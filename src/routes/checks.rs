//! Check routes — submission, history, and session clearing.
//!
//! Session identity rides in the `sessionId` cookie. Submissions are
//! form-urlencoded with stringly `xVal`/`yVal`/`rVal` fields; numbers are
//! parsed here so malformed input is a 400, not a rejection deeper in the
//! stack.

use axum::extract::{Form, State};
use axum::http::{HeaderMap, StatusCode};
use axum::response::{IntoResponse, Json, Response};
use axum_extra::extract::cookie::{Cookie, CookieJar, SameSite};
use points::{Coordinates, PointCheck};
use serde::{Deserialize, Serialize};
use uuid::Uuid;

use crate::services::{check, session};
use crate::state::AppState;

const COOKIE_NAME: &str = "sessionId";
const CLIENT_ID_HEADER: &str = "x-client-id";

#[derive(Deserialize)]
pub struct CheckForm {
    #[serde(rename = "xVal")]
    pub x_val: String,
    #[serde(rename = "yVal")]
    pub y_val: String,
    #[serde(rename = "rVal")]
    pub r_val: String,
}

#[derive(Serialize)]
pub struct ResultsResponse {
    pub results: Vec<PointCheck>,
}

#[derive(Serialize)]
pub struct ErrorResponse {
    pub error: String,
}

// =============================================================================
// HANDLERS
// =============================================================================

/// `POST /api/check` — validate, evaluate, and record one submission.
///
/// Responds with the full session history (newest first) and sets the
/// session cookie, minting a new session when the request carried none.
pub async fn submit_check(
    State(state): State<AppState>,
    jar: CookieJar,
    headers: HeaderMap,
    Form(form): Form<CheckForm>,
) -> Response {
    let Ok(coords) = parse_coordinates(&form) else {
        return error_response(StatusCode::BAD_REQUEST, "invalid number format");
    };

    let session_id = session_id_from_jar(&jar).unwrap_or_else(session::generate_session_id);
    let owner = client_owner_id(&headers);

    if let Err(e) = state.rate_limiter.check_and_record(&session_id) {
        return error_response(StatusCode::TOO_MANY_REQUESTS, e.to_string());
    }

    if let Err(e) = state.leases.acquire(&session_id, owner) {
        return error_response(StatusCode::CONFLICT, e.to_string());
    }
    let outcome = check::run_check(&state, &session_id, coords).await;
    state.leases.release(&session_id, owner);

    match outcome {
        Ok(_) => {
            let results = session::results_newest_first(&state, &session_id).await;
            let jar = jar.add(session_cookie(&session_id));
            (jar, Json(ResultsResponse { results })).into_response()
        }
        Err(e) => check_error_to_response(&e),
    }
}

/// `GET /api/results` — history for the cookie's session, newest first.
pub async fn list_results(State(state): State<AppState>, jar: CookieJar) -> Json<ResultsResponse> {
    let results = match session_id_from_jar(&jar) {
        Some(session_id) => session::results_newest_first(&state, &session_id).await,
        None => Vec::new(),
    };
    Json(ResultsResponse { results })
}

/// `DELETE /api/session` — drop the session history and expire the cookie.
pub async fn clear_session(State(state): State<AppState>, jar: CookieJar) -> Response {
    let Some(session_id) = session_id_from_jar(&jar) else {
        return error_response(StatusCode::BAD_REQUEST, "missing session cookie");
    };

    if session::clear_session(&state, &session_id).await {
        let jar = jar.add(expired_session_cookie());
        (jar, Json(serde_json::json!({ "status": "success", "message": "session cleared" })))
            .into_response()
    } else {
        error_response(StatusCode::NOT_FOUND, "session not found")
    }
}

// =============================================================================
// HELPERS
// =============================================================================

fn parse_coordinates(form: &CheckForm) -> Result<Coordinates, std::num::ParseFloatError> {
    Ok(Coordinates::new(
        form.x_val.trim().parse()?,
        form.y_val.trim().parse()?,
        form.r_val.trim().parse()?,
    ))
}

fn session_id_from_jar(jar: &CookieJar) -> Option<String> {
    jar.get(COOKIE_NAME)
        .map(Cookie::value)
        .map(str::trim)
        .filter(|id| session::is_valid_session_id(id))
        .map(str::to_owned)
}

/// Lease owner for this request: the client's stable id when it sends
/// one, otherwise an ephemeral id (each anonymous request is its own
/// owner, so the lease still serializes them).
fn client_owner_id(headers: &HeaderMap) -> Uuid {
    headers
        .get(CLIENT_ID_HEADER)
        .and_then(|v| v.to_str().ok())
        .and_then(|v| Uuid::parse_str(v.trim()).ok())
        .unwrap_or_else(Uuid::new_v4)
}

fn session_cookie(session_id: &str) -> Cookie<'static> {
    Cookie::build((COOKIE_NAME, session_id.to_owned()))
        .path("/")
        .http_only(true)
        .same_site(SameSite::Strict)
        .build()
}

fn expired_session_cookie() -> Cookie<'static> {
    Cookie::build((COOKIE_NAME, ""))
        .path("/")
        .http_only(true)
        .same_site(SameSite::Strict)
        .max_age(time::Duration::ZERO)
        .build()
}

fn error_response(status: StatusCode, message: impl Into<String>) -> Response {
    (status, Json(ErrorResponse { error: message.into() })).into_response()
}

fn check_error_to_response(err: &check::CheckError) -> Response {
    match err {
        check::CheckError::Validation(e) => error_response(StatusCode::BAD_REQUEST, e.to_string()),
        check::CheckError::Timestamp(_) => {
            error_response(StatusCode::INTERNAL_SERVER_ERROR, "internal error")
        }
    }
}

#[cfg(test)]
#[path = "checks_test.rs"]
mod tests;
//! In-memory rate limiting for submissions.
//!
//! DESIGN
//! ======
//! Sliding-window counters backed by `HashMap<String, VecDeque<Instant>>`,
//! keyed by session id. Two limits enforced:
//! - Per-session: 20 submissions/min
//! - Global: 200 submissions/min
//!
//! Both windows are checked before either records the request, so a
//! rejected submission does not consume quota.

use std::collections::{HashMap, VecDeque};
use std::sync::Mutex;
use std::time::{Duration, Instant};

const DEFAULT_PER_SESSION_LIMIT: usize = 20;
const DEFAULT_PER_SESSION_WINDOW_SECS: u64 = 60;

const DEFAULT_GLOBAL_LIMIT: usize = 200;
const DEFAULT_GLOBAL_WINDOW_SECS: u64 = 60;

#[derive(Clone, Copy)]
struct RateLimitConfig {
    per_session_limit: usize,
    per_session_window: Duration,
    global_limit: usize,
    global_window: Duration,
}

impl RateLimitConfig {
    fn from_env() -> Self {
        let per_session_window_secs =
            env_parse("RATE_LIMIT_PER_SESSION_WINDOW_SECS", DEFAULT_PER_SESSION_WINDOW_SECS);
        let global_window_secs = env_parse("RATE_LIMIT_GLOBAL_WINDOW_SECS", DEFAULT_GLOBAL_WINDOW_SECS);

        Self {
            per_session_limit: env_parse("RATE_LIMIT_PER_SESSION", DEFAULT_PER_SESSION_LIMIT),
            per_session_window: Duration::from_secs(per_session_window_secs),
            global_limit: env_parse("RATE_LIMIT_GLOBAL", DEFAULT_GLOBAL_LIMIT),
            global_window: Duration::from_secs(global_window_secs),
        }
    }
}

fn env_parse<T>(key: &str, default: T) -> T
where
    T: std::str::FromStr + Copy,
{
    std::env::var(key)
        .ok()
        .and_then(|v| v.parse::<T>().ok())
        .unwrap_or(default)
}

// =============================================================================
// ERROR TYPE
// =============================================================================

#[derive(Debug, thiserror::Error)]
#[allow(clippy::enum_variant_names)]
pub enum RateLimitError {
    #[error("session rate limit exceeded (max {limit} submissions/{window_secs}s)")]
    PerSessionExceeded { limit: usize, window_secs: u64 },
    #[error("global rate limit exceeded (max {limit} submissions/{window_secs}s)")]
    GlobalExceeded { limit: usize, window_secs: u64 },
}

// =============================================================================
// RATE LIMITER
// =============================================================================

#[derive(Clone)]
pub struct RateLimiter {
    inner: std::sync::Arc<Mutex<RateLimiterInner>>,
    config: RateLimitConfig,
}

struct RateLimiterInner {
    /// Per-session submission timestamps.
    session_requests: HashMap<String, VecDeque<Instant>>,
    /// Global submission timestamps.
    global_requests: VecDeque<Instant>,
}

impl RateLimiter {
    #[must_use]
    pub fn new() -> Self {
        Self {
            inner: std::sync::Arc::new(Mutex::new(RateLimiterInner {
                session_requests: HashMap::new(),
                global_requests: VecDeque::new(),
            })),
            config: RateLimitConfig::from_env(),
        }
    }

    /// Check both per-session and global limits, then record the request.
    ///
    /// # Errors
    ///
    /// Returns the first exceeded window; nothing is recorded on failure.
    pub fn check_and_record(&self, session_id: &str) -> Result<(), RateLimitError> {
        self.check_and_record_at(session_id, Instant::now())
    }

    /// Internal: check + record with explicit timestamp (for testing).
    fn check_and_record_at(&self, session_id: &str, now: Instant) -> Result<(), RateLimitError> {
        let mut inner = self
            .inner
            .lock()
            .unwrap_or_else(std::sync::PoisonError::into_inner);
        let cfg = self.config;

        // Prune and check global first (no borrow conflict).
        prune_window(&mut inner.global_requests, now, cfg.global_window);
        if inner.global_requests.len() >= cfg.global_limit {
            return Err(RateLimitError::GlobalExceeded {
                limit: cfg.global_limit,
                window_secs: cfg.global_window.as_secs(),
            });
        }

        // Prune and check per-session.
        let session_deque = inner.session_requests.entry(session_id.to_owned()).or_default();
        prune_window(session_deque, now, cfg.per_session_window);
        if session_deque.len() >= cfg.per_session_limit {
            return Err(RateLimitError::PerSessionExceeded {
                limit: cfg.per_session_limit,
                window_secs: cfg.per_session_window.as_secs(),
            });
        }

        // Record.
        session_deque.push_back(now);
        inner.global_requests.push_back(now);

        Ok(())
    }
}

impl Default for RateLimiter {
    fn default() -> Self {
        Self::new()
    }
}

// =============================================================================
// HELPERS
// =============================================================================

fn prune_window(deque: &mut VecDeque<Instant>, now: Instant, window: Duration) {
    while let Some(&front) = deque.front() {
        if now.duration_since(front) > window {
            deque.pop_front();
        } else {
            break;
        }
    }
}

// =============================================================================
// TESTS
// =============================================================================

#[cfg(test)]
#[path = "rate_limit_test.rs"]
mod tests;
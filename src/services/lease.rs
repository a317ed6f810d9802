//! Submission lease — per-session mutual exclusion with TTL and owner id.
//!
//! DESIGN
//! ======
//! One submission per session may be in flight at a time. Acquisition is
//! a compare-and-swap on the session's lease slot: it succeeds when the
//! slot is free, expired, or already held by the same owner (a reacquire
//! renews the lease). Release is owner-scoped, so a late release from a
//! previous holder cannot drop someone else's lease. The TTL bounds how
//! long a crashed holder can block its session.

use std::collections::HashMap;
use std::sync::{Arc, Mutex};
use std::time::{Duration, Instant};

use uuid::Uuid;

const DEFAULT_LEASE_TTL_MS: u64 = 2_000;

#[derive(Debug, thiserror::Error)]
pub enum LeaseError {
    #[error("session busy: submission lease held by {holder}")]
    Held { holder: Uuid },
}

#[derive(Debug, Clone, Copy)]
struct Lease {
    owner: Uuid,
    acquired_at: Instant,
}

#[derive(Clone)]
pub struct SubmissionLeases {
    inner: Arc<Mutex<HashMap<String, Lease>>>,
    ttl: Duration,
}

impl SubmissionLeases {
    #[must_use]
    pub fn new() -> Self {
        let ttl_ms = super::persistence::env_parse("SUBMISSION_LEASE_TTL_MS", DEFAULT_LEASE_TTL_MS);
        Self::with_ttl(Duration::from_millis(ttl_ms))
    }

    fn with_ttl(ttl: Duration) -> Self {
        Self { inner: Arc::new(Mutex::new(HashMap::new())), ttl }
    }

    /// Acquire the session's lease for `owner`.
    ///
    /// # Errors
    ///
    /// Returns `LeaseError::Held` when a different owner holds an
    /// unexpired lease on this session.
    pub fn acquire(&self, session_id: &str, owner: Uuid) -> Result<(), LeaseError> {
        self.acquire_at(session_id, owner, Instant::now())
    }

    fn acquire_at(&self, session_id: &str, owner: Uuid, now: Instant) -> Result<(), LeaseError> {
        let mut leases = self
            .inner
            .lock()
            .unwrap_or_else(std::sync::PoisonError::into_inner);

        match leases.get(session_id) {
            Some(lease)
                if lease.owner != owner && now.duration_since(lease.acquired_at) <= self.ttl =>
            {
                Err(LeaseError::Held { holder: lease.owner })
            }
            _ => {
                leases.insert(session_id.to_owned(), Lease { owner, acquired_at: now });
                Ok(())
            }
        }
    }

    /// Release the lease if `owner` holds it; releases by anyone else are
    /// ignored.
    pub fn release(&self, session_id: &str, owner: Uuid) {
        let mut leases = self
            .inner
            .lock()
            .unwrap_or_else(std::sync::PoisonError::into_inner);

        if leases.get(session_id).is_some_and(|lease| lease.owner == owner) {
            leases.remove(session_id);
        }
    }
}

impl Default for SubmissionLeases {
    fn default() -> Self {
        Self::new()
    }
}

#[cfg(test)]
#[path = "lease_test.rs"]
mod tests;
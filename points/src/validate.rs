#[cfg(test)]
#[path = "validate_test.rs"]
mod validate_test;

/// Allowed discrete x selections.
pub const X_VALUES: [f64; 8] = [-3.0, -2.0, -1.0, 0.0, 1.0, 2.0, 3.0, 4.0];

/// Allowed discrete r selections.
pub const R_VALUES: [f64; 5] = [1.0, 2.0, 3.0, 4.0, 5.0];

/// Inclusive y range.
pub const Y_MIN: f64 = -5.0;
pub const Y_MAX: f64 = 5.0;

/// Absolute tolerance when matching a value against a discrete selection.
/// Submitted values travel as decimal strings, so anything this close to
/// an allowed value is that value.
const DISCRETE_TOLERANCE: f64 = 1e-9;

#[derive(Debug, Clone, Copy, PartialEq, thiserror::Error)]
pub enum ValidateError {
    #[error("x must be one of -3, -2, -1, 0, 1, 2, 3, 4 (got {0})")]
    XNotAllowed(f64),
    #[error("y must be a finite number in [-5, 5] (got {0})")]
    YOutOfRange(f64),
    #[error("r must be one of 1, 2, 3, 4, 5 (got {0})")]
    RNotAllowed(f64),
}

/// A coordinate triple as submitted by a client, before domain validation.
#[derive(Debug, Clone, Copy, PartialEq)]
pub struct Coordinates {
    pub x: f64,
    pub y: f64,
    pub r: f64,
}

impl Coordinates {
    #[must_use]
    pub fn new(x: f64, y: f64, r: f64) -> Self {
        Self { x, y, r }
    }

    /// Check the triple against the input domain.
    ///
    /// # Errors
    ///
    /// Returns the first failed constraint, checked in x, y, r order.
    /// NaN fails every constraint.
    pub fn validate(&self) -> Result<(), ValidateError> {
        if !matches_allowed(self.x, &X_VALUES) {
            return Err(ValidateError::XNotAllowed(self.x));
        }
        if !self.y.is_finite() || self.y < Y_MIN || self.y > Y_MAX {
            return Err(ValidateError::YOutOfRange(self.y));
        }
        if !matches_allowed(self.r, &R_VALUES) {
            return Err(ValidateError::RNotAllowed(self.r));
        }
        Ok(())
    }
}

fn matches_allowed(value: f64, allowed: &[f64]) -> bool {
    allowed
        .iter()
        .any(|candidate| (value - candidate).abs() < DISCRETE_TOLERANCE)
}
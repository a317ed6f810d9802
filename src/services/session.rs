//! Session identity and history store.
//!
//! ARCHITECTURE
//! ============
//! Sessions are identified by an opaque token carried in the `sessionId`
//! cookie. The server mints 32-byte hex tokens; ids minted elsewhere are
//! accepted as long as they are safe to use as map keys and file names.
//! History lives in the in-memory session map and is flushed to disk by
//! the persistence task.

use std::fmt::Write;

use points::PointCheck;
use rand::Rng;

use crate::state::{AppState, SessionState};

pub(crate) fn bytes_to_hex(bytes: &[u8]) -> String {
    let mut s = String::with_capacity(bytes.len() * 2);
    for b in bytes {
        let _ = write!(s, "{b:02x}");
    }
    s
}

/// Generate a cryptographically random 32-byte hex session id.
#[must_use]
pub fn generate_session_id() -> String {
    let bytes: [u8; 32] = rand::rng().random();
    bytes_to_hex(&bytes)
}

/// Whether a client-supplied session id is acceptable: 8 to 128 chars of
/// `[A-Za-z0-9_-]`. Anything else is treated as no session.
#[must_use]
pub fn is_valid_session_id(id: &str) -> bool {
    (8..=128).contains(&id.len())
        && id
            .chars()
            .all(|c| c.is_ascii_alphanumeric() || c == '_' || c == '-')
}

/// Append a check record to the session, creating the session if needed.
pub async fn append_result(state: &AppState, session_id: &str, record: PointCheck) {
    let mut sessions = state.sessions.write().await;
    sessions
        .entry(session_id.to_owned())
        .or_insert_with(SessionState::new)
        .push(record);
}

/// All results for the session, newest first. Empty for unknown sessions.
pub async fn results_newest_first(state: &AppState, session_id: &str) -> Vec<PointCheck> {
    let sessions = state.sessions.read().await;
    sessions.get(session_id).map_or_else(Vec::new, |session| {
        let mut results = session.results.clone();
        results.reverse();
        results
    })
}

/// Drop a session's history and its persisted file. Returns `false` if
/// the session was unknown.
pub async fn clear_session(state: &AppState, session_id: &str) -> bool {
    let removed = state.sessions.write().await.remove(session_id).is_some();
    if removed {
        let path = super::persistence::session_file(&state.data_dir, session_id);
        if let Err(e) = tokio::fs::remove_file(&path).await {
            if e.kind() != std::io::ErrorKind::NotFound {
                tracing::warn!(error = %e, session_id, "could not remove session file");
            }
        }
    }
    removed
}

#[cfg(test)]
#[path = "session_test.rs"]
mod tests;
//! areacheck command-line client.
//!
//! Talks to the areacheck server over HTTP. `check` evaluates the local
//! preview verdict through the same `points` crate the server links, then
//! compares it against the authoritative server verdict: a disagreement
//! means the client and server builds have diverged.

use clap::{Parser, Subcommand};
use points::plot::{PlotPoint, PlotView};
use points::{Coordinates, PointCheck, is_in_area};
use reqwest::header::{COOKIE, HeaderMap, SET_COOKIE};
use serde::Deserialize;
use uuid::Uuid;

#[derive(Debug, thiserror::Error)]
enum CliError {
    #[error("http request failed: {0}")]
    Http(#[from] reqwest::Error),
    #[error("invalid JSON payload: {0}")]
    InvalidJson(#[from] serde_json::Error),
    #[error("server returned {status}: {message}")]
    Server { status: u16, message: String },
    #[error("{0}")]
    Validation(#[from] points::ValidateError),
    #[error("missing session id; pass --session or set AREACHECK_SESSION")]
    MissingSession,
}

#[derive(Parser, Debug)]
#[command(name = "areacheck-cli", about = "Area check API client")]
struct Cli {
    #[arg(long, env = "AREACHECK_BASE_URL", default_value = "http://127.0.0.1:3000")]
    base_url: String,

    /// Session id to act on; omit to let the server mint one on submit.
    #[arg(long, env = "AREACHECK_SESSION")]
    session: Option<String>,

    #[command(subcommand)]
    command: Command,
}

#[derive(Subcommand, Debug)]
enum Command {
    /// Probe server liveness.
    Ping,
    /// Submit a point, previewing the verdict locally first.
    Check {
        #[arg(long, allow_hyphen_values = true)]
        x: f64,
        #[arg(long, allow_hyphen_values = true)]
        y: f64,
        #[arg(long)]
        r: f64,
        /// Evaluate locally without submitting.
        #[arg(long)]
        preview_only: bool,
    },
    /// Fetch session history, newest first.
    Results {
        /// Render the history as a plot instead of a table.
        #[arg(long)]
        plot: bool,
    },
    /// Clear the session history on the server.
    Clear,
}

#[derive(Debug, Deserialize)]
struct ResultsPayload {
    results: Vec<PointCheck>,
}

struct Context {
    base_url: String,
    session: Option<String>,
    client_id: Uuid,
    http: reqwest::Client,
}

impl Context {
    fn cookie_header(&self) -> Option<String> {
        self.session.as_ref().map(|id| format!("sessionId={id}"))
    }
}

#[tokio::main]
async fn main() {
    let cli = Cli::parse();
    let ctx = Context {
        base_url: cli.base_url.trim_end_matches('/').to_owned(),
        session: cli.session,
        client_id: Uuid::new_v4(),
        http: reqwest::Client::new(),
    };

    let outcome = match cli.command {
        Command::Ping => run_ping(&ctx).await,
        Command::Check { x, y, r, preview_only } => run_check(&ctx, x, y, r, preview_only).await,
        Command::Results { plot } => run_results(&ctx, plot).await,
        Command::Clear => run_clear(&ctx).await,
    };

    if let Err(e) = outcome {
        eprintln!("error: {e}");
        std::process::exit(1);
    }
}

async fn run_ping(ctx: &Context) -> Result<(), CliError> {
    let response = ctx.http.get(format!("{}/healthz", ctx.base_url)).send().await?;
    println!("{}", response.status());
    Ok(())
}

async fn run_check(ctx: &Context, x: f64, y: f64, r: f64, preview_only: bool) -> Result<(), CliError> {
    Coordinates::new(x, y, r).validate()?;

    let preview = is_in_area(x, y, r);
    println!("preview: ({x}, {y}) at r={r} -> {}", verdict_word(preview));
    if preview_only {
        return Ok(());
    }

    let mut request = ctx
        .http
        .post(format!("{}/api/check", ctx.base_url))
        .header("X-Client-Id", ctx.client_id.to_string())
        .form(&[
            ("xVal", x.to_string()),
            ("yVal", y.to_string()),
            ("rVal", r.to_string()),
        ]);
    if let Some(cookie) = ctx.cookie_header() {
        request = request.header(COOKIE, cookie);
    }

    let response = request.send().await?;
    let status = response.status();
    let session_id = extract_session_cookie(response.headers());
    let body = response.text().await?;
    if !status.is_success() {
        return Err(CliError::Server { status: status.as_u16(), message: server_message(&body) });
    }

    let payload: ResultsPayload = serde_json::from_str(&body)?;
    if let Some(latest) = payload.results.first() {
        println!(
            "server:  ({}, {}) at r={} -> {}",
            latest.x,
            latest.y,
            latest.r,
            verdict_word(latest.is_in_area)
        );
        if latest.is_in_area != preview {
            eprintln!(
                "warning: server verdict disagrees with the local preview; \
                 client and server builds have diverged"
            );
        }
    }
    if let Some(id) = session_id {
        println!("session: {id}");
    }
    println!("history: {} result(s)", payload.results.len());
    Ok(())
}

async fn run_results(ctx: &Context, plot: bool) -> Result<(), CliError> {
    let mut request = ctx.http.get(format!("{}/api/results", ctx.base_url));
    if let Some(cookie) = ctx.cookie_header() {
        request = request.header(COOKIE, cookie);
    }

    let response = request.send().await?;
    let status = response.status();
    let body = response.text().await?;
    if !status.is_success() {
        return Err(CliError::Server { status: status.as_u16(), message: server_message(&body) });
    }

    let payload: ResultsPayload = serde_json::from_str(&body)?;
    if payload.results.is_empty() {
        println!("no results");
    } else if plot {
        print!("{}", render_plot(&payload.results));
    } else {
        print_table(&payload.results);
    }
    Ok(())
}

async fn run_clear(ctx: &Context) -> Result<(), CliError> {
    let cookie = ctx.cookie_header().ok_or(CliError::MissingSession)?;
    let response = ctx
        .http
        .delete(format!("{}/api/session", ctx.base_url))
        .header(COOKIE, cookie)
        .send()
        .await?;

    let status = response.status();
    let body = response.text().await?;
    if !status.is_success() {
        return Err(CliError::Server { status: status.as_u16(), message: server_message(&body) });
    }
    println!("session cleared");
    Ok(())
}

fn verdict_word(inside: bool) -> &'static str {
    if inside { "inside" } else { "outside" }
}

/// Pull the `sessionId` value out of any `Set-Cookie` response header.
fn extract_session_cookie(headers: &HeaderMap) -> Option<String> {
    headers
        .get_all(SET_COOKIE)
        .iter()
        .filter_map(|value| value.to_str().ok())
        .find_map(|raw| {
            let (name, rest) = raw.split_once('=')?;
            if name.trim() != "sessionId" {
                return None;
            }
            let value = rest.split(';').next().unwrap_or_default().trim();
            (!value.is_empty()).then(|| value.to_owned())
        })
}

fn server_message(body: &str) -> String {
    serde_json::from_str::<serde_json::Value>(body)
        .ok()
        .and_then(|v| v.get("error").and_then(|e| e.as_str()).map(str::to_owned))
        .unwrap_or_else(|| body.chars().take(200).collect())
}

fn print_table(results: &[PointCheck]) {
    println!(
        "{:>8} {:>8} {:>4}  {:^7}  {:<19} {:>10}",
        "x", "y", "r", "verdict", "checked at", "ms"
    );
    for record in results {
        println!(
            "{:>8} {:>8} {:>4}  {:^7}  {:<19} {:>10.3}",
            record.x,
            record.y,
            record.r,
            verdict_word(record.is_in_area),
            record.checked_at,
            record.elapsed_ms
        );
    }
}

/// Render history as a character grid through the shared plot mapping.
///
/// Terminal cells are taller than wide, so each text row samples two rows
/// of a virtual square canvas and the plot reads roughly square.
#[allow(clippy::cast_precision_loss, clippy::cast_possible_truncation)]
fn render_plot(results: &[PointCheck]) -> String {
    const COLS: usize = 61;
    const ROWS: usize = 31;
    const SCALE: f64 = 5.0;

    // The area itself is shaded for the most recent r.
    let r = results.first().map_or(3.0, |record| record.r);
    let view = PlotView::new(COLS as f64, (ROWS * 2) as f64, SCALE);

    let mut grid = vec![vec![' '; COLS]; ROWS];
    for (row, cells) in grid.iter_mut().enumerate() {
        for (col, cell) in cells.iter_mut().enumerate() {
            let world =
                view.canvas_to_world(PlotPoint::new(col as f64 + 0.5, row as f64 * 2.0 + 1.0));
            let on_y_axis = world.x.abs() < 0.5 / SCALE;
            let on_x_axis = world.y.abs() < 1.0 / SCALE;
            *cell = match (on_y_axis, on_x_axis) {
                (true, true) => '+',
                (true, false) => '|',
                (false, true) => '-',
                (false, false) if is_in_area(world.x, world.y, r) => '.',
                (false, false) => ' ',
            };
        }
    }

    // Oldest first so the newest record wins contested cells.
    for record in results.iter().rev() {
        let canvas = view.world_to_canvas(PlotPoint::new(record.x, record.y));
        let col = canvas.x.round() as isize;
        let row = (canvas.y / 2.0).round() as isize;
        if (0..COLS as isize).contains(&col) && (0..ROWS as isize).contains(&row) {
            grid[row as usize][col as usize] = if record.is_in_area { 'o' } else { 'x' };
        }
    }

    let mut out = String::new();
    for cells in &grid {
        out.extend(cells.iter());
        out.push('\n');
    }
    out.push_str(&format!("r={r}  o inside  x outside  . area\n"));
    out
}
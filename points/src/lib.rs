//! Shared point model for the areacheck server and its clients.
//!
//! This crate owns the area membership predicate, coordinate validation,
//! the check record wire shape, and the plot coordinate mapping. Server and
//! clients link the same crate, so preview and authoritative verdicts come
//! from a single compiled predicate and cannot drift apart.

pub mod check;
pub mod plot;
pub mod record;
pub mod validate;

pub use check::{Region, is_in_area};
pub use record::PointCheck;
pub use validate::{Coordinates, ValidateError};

+++

> _WHAT YOU ARE ASKED TO DO_:
In the entries above, find lines with "PlotPoint" and copy each.

> _SOLUTION TO THIS PROBLEM_:
use points::plot::{PlotPoint, PlotView};
                view.canvas_to_world(PlotPoint::new(col as f64 + 0.5, row as f64 * 2.0 + 1.0));
        let canvas = view.world_to_canvas(PlotPoint::new(record.x, record.y));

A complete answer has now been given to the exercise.